= David Dougherty =

New Zealand man wrongly convicted of rape

David Brian Dougherty (29 March 1967 – 20 April 2017) was a New Zealander who was wrongfully convicted in 1993 on charges of abduction and the rape of an 11-year-old girl. Dougherty was her next door neighbour. The girl said she was kidnapped, "tied to a tree, drugged, raped and threatened to be killed." She said she recognised Dougherty's voice and saw his face when her blindfold slipped off. Dougherty denied the allegation and voluntarily provided a DNA sample. However, the results were inconclusive. At the trial, he was found guilty and sentenced to seven years, nine months in prison.

Five months later, the Institute of Environmental Science and Research (ESR) detected another man's semen on the young girl's underclothes. Based on this new evidence, Dougherty took his case to the Court of Appeal - which was unsuccessful. Appearing in court, the young victim was certain she was correct, and made a convincing witness on the stand.

In September 1995, Lawyer Murray Gibson and DNA expert Arie Geursen arranged for two overseas experts to look into the case. In January 1996, both scientists reported that the DNA tests "showed unequivocal evidence of another man’s semen" and said the partial "match" to Dougherty reported by the ESR was "likely to be accidental cross-reactions in the test kit". In April 1996 Gibson petitioned the Governor General under the Royal prerogative of mercy. The Governor General referred the matter back to the Court of Appeal, which quashed his conviction and ordered a retrial. In 1997, based on the updated DNA evidence, Dougherty was acquitted after serving over three years in prison.

In 2003, Nicholas Reekie was found guilty of the rape.

== Compensation ==
Minister of Justice Doug Graham initially turned down Dougherty's bid for compensation claiming that he had not proven his innocence. However, he ordered a report from Stuart Grieve, QC, to assess whether Dougherty should get an ex gratia payout. Grieve confirmed that Dougherty was innocent and recommended he receive $868,728.80 to compensate for the losses and suffering he incurred. In 2001, Dougherty received a public apology along with $868,728 in compensation.

== The real perpetrator ==
In 2003, the real offender, Nicholas Reekie, was found guilty and convicted of the crime. He was sentenced to preventive detention with a minimum non-parole period of 20 years. He was convicted on 31 charges, including abduction and rape, against four females aged between 11 and 69. The girl in this case was his youngest victim, but an inquiry into the miscarriage of justice turned up a police memo suggesting the young girl had lied to the police and to the court about Dougherty, and had allowed Reekie into her room.

Altogether, Reekie has more than 100 convictions, including 23 for sexual offending and 12 for other violent crimes. Since being sentenced, he has incurred 76 misconduct charges, and made more than 2,000 complaints about his treatment in prison.

=== Role of media ===
Dougherty's case became the subject of the 2008 New Zealand telemovie Until Proven Innocent which documents the miscarriage of justice that led to his imprisonment. The film described the campaign to overturn his conviction and the roles played by journalist Donna Chisholm, Dougherty's lawyer Murray Gibson, and Arie Geursen a scientist who all advocated on his behalf.

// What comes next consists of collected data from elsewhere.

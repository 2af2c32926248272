//! Desired DaemonSet pod template: the install template with the
//! operator's component customizations applied.

use serde_json::{json, Value};
use virtops_api::{patch, CustomizeComponents, DaemonSet, Patch, PatchType, Resource};

use crate::error::{ControllerError, ControllerResult};

/// `resourceType` that addresses a DaemonSet in `customizeComponents`.
pub const DAEMONSET_RESOURCE_TYPE: &str = "DaemonSet";

/// Applies every patch addressed to `ds_name`, in order, to `base`.
///
/// Patches are written against the whole DaemonSet, so `base` is wrapped
/// as `spec.template` while they run.
pub fn desired_template(
    base: &Value,
    ds_name: &str,
    components: &CustomizeComponents,
) -> ControllerResult<Value> {
    let mut doc = json!({ "spec": { "template": base } });

    for p in components.patches_for(DAEMONSET_RESOURCE_TYPE, ds_name) {
        match p.patch_type {
            PatchType::Json => {
                let ops: Patch = serde_json::from_str(&p.patch).map_err(|e| {
                    ControllerError::invalid(DaemonSet::KIND, ds_name, format!("bad json patch: {e}"))
                })?;
                patch::apply(&mut doc, &ops)?;
            }
            PatchType::Merge | PatchType::Strategic => {
                let merge: Value = serde_json::from_str(&p.patch).map_err(|e| {
                    ControllerError::invalid(DaemonSet::KIND, ds_name, format!("bad merge patch: {e}"))
                })?;
                patch::merge(&mut doc, &merge);
            }
        }
    }

    Ok(doc
        .pointer_mut("/spec/template")
        .map(Value::take)
        .unwrap_or(Value::Null))
}
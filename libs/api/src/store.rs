//! Object store interface and its SQLite implementation.
//!
//! The store holds raw JSON documents keyed by `(kind, namespace, name)`.
//! It owns `metadata.uid`, `metadata.resourceVersion`, `metadata.generation`
//! and `metadata.creationTimestamp`:
//!
//! - every successful write takes the next value of a store-wide
//!   resourceVersion sequence
//! - `generation` bumps only when `spec` changes
//! - writes carrying a stale resourceVersion fail with
//!   [`StoreError::Conflict`]
//! - `replace` never touches `status`; `replace_status` touches nothing else

use std::path::Path;
use std::sync::{Mutex, MutexGuard};

use async_trait::async_trait;
use chrono::Utc;
use json_patch::Patch;
use rusqlite::{params, Connection, OptionalExtension, Transaction};
use serde_json::Value;
use tokio::sync::broadcast;
use tracing::debug;
use virtops_id::{Generation, ResourceVersion, Uid};

use crate::{patch, ObjectKey, ObjectMeta, StoreError};

/// Change notification kinds.
#[derive(Debug, Clone, Copy, PartialEq, Eq)]
pub enum WatchEventType {
    Added,
    Modified,
    Deleted,
}

/// A committed change, carrying the object as written (or as last stored,
/// for deletions).
#[derive(Debug, Clone)]
pub struct WatchEvent {
    pub event_type: WatchEventType,
    pub kind: String,
    pub object: Value,
}

/// Store consumed by the controllers.
#[async_trait]
pub trait ObjectStore: Send + Sync {
    async fn get(&self, key: &ObjectKey) -> Result<Option<Value>, StoreError>;

    /// Objects of `kind`, optionally limited to one namespace, ordered by name.
    async fn list(&self, kind: &str, namespace: Option<&str>) -> Result<Vec<Value>, StoreError>;

    /// Every stored object with its kind.
    async fn list_all(&self) -> Result<Vec<(String, Value)>, StoreError>;

    async fn create(&self, kind: &str, object: Value) -> Result<Value, StoreError>;

    /// Replaces metadata and spec; keeps the stored status.
    async fn replace(&self, kind: &str, object: Value) -> Result<Value, StoreError>;

    /// Replaces status only.
    async fn replace_status(&self, kind: &str, object: Value) -> Result<Value, StoreError>;

    /// Applies a JSON-Patch to metadata and spec.
    async fn patch(&self, key: &ObjectKey, patch: &Patch) -> Result<Value, StoreError>;

    /// Deletes and returns the last stored document.
    async fn delete(&self, key: &ObjectKey) -> Result<Value, StoreError>;

    /// Subscribes to committed changes.
    fn watch(&self) -> broadcast::Receiver<WatchEvent>;
}

const WATCH_CAPACITY: usize = 1024;

/// SQLite-backed object store.
pub struct SqliteStore {
    conn: Mutex<Connection>,
    events: broadcast::Sender<WatchEvent>,
}

impl SqliteStore {
    /// Open or create a store at the given path.
    pub fn open<P: AsRef<Path>>(path: P) -> Result<Self, StoreError> {
        let conn = Connection::open(path)?;

        // Enable WAL mode for better concurrency
        conn.execute_batch("PRAGMA journal_mode=WAL; PRAGMA synchronous=NORMAL;")?;

        Self::with_connection(conn)
    }

    /// Open an in-memory store (for testing and dev mode).
    pub fn open_in_memory() -> Result<Self, StoreError> {
        Self::with_connection(Connection::open_in_memory()?)
    }

    fn with_connection(conn: Connection) -> Result<Self, StoreError> {
        init_schema(&conn)?;
        let (events, _) = broadcast::channel(WATCH_CAPACITY);
        Ok(Self {
            conn: Mutex::new(conn),
            events,
        })
    }

    fn lock(&self) -> MutexGuard<'_, Connection> {
        // The connection stays consistent: every write is one transaction.
        self.conn.lock().unwrap_or_else(|e| e.into_inner())
    }

    fn publish(&self, event_type: WatchEventType, kind: &str, object: &Value) {
        // No receivers is fine.
        let _ = self.events.send(WatchEvent {
            event_type,
            kind: kind.to_string(),
            object: object.clone(),
        });
    }

    fn write<F>(&self, kind: &str, event_type: WatchEventType, f: F) -> Result<Value, StoreError>
    where
        F: FnOnce(&Transaction<'_>) -> Result<Value, StoreError>,
    {
        let body = {
            let mut conn = self.lock();
            let tx = conn.transaction()?;
            let body = f(&tx)?;
            tx.commit()?;
            body
        };
        self.publish(event_type, kind, &body);
        Ok(body)
    }
}

fn init_schema(conn: &Connection) -> Result<(), StoreError> {
    conn.execute_batch(
        r#"
        CREATE TABLE IF NOT EXISTS objects (
            kind TEXT NOT NULL,
            namespace TEXT NOT NULL,
            name TEXT NOT NULL,
            uid TEXT NOT NULL UNIQUE,
            resource_version INTEGER NOT NULL,
            body TEXT NOT NULL,
            PRIMARY KEY (kind, namespace, name)
        );

        CREATE INDEX IF NOT EXISTS idx_objects_kind_namespace ON objects(kind, namespace);

        CREATE TABLE IF NOT EXISTS sequence (
            id INTEGER PRIMARY KEY CHECK (id = 1),
            last_resource_version INTEGER NOT NULL DEFAULT 0
        );

        INSERT OR IGNORE INTO sequence (id) VALUES (1);
        "#,
    )?;
    Ok(())
}

fn next_resource_version(tx: &Transaction<'_>) -> Result<ResourceVersion, StoreError> {
    tx.execute(
        "UPDATE sequence SET last_resource_version = last_resource_version + 1 WHERE id = 1",
        [],
    )?;
    let rv: i64 = tx.query_row(
        "SELECT last_resource_version FROM sequence WHERE id = 1",
        [],
        |row| row.get(0),
    )?;
    Ok(ResourceVersion::new(rv))
}

fn load(tx: &Transaction<'_>, key: &ObjectKey) -> Result<Option<Value>, StoreError> {
    let body: Option<String> = tx
        .query_row(
            "SELECT body FROM objects WHERE kind = ?1 AND namespace = ?2 AND name = ?3",
            params![key.kind, key.namespace, key.name],
            |row| row.get(0),
        )
        .optional()?;
    body.map(|b| serde_json::from_str(&b).map_err(StoreError::from))
        .transpose()
}

fn store_body(tx: &Transaction<'_>, key: &ObjectKey, meta: &ObjectMeta, body: &Value) -> Result<(), StoreError> {
    let uid = meta
        .uid
        .ok_or_else(|| StoreError::Invalid(format!("{key} has no uid")))?;
    let rv = meta.resource_version.unwrap_or_default();
    tx.execute(
        r#"
        INSERT INTO objects (kind, namespace, name, uid, resource_version, body)
        VALUES (?1, ?2, ?3, ?4, ?5, ?6)
        ON CONFLICT(kind, namespace, name) DO UPDATE SET
            resource_version = excluded.resource_version,
            body = excluded.body
        "#,
        params![
            key.kind,
            key.namespace,
            key.name,
            uid.to_string(),
            rv.value(),
            serde_json::to_string(body)?,
        ],
    )?;
    Ok(())
}

fn meta_of(body: &Value) -> Result<ObjectMeta, StoreError> {
    let raw = body
        .get("metadata")
        .cloned()
        .ok_or_else(|| StoreError::Invalid("object has no metadata".to_string()))?;
    Ok(serde_json::from_value(raw)?)
}

fn set_meta(body: &mut Value, meta: &ObjectMeta) -> Result<(), StoreError> {
    let obj = body
        .as_object_mut()
        .ok_or_else(|| StoreError::Invalid("object is not a JSON object".to_string()))?;
    obj.insert("metadata".to_string(), serde_json::to_value(meta)?);
    Ok(())
}

fn key_of(kind: &str, meta: &ObjectMeta) -> Result<ObjectKey, StoreError> {
    if meta.name.is_empty() {
        return Err(StoreError::Invalid("metadata.name is required".to_string()));
    }
    Ok(ObjectKey::new(kind, meta.namespace.clone(), meta.name.clone()))
}

/// Rejects a write whose resourceVersion is set and stale.
fn check_version(key: &ObjectKey, incoming: &ObjectMeta, stored: &ObjectMeta) -> Result<(), StoreError> {
    match (incoming.resource_version, stored.resource_version) {
        (Some(expected), Some(actual)) if expected != actual => Err(StoreError::Conflict {
            key: key.clone(),
            expected: expected.to_string(),
            actual: actual.to_string(),
        }),
        _ => Ok(()),
    }
}

/// Copies store-owned fields from `stored` into `next`, bumping the
/// resourceVersion and, if the spec changed, the generation.
fn carry_over(
    tx: &Transaction<'_>,
    next: &mut ObjectMeta,
    stored: &ObjectMeta,
    spec_changed: bool,
) -> Result<(), StoreError> {
    next.uid = stored.uid;
    next.creation_timestamp = stored.creation_timestamp;
    next.deletion_timestamp = stored.deletion_timestamp;
    let generation = stored.generation.unwrap_or(Generation::FIRST);
    next.generation = Some(if spec_changed {
        generation.next()
    } else {
        generation
    });
    next.resource_version = Some(next_resource_version(tx)?);
    Ok(())
}

fn spec_of(body: &Value) -> &Value {
    body.get("spec").unwrap_or(&Value::Null)
}

fn replace_field(body: &mut Value, field: &str, value: Option<Value>) {
    if let Some(obj) = body.as_object_mut() {
        match value {
            Some(v) => {
                obj.insert(field.to_string(), v);
            }
            None => {
                obj.remove(field);
            }
        }
    }
}

#[async_trait]
impl ObjectStore for SqliteStore {
    async fn get(&self, key: &ObjectKey) -> Result<Option<Value>, StoreError> {
        let conn = self.lock();
        let body: Option<String> = conn
            .query_row(
                "SELECT body FROM objects WHERE kind = ?1 AND namespace = ?2 AND name = ?3",
                params![key.kind, key.namespace, key.name],
                |row| row.get(0),
            )
            .optional()?;
        body.map(|b| serde_json::from_str(&b).map_err(StoreError::from))
            .transpose()
    }

    async fn list(&self, kind: &str, namespace: Option<&str>) -> Result<Vec<Value>, StoreError> {
        let conn = self.lock();
        let rows: Vec<String> = match namespace {
            Some(ns) => {
                let mut stmt = conn.prepare(
                    "SELECT body FROM objects WHERE kind = ?1 AND namespace = ?2 ORDER BY name",
                )?;
                let rows = stmt.query_map(params![kind, ns], |row| row.get(0))?;
                rows.collect::<Result<_, _>>()?
            }
            None => {
                let mut stmt = conn.prepare(
                    "SELECT body FROM objects WHERE kind = ?1 ORDER BY namespace, name",
                )?;
                let rows = stmt.query_map(params![kind], |row| row.get(0))?;
                rows.collect::<Result<_, _>>()?
            }
        };
        rows.iter()
            .map(|b| serde_json::from_str(b).map_err(StoreError::from))
            .collect()
    }

    async fn list_all(&self) -> Result<Vec<(String, Value)>, StoreError> {
        let conn = self.lock();
        let mut stmt = conn.prepare("SELECT kind, body FROM objects ORDER BY kind, namespace, name")?;
        let rows = stmt.query_map([], |row| Ok((row.get::<_, String>(0)?, row.get::<_, String>(1)?)))?;
        let mut out = Vec::new();
        for row in rows {
            let (kind, body) = row?;
            out.push((kind, serde_json::from_str(&body)?));
        }
        Ok(out)
    }

    async fn create(&self, kind: &str, mut object: Value) -> Result<Value, StoreError> {
        let mut meta = meta_of(&object)?;
        let key = key_of(kind, &meta)?;

        self.write(kind, WatchEventType::Added, |tx| {
            if load(tx, &key)?.is_some() {
                return Err(StoreError::AlreadyExists(key.clone()));
            }

            meta.uid = Some(Uid::new());
            meta.generation = Some(Generation::FIRST);
            meta.creation_timestamp = Some(Utc::now());
            meta.deletion_timestamp = None;
            meta.resource_version = Some(next_resource_version(tx)?);
            set_meta(&mut object, &meta)?;

            store_body(tx, &key, &meta, &object)?;
            debug!(key = %key, rv = ?meta.resource_version, "Created object");
            Ok(object)
        })
    }

    async fn replace(&self, kind: &str, mut object: Value) -> Result<Value, StoreError> {
        let mut meta = meta_of(&object)?;
        let key = key_of(kind, &meta)?;

        self.write(kind, WatchEventType::Modified, |tx| {
            let stored = load(tx, &key)?.ok_or_else(|| StoreError::NotFound(key.clone()))?;
            let stored_meta = meta_of(&stored)?;
            check_version(&key, &meta, &stored_meta)?;

            let spec_changed = spec_of(&stored) != spec_of(&object);
            carry_over(tx, &mut meta, &stored_meta, spec_changed)?;
            set_meta(&mut object, &meta)?;
            replace_field(&mut object, "status", stored.get("status").cloned());

            store_body(tx, &key, &meta, &object)?;
            debug!(key = %key, rv = ?meta.resource_version, spec_changed, "Replaced object");
            Ok(object)
        })
    }

    async fn replace_status(&self, kind: &str, object: Value) -> Result<Value, StoreError> {
        let meta = meta_of(&object)?;
        let key = key_of(kind, &meta)?;

        self.write(kind, WatchEventType::Modified, |tx| {
            let mut stored = load(tx, &key)?.ok_or_else(|| StoreError::NotFound(key.clone()))?;
            let mut stored_meta = meta_of(&stored)?;
            check_version(&key, &meta, &stored_meta)?;

            stored_meta.resource_version = Some(next_resource_version(tx)?);
            set_meta(&mut stored, &stored_meta)?;
            replace_field(&mut stored, "status", object.get("status").cloned());

            store_body(tx, &key, &stored_meta, &stored)?;
            debug!(key = %key, rv = ?stored_meta.resource_version, "Replaced status");
            Ok(stored)
        })
    }

    async fn patch(&self, key: &ObjectKey, ops: &Patch) -> Result<Value, StoreError> {
        self.write(&key.kind, WatchEventType::Modified, |tx| {
            let stored = load(tx, key)?.ok_or_else(|| StoreError::NotFound(key.clone()))?;
            let stored_meta = meta_of(&stored)?;

            let mut object = stored.clone();
            patch::apply(&mut object, ops)?;

            let mut meta = meta_of(&object)?;
            if meta.name != stored_meta.name || meta.namespace != stored_meta.namespace {
                return Err(StoreError::Invalid(format!(
                    "patch may not rename {key}"
                )));
            }
            check_version(key, &meta, &stored_meta)?;

            let spec_changed = spec_of(&stored) != spec_of(&object);
            carry_over(tx, &mut meta, &stored_meta, spec_changed)?;
            set_meta(&mut object, &meta)?;
            replace_field(&mut object, "status", stored.get("status").cloned());

            store_body(tx, key, &meta, &object)?;
            debug!(key = %key, ops = ops.0.len(), spec_changed, "Patched object");
            Ok(object)
        })
    }

    async fn delete(&self, key: &ObjectKey) -> Result<Value, StoreError> {
        self.write(&key.kind, WatchEventType::Deleted, |tx| {
            let stored = load(tx, key)?.ok_or_else(|| StoreError::NotFound(key.clone()))?;
            tx.execute(
                "DELETE FROM objects WHERE kind = ?1 AND namespace = ?2 AND name = ?3",
                params![key.kind, key.namespace, key.name],
            )?;
            debug!(key = %key, "Deleted object");
            Ok(stored)
        })
    }

    fn watch(&self) -> broadcast::Receiver<WatchEvent> {
        self.events.subscribe()
    }
}
//! Controller errors.

use thiserror::Error;
use virtops_api::StoreError;
use virtops_reconcile::ReconcileError;

use crate::admission::AdmissionError;

/// Result type for controller operations.
pub type ControllerResult<T> = Result<T, ControllerError>;

/// Errors raised while reconciling.
#[derive(Debug, Error)]
pub enum ControllerError {
    #[error("store error: {0}")]
    Store(#[from] StoreError),

    #[error(transparent)]
    Admission(#[from] AdmissionError),

    #[error(transparent)]
    Reconcile(#[from] ReconcileError),

    /// An object is malformed in a way retries cannot fix.
    #[error("invalid {kind} {name:?}: {reason}")]
    Invalid {
        kind: &'static str,
        name: String,
        reason: String,
    },
}

impl ControllerError {
    pub fn invalid(kind: &'static str, name: impl Into<String>, reason: impl Into<String>) -> Self {
        Self::Invalid {
            kind,
            name: name.into(),
            reason: reason.into(),
        }
    }

    /// Conflicts and lookups racing a deletion clear up on the next pass.
    pub fn is_transient(&self) -> bool {
        match self {
            Self::Store(e) | Self::Admission(AdmissionError::Store(e)) => {
                e.is_conflict() || e.is_not_found() || e.is_already_exists()
            }
            _ => false,
        }
    }
}
//! The `Resource` trait implemented by every stored type.

use serde::de::DeserializeOwned;
use serde::Serialize;
use virtops_events::ObjectReference;

use crate::{ObjectKey, ObjectMeta, OwnerReference};

/// A typed object that lives in the store.
pub trait Resource: Serialize + DeserializeOwned + Clone + Send + Sync + 'static {
    /// Kind name, also the store partition.
    const KIND: &'static str;

    fn meta(&self) -> &ObjectMeta;

    fn meta_mut(&mut self) -> &mut ObjectMeta;

    fn name(&self) -> &str {
        &self.meta().name
    }

    fn namespace(&self) -> &str {
        &self.meta().namespace
    }

    fn key(&self) -> ObjectKey {
        ObjectKey::new(Self::KIND, self.namespace(), self.name())
    }

    /// Reference used when recording events about this object.
    fn object_ref(&self) -> ObjectReference {
        let r = ObjectReference::new(Self::KIND, self.namespace(), self.name());
        match self.meta().uid {
            Some(uid) => r.with_uid(uid),
            None => r,
        }
    }

    /// Controller owner reference pointing at this object.
    ///
    /// `None` until the object has been created and holds a uid.
    fn controller_ref(&self) -> Option<OwnerReference> {
        let uid = self.meta().uid?;
        Some(OwnerReference {
            kind: Self::KIND.to_string(),
            name: self.name().to_string(),
            uid,
            controller: Some(true),
            block_owner_deletion: Some(true),
        })
    }
}

/// Implements [`Resource`] for a struct with a `metadata: ObjectMeta` field.
#[macro_export]
macro_rules! impl_resource {
    ($ty:ty, $kind:literal) => {
        impl $crate::Resource for $ty {
            const KIND: &'static str = $kind;

            fn meta(&self) -> &$crate::ObjectMeta {
                &self.metadata
            }

            fn meta_mut(&mut self) -> &mut $crate::ObjectMeta {
                &mut self.metadata
            }
        }
    };
}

From prison, Nicholas Reekie made a complaint to the Broadcasting Standards Authority (BSA) that the film was inaccurate and breached his privacy. The BSA rejected the complaint after which Reekie appealed that decision to the High Court. The Court dismissed his appeal as "frivalous and vexatious", adding that "Mr Reekie's submissions display a remarkable lack of comprehension of the enormity of his crimes."

== Aftermath ==
The time Dougherty spent in prison affected his mental health. Even after he was released, he became a target of overzealous individuals, who posted pamphlets wherever they could in a new area he moved to, identifying him as a child rapist.

In an affidavit, he said the fear of being attacked in prison left him unable to hold down a job, unable to function socially and he developed obsessive thoughts about death. After he was released from prison, he became homeless. He developed a drinking problem and committed a number of theft and alcohol-fuelled offences.
 In 2017, he appeared in the Palmerston North court following an assault on a police officer. Altogether, he incurred over 70 convictions.

At one point, he was ordered by the court to undergo a drug and alcohol assessment. During one of his Court appearances, he achknowledged his behaviour was "totally out of order" due to his drinking, which had caused pancreatitis. He died on 20 April 2017, from pancreatic cancer not long after his 50th birthday.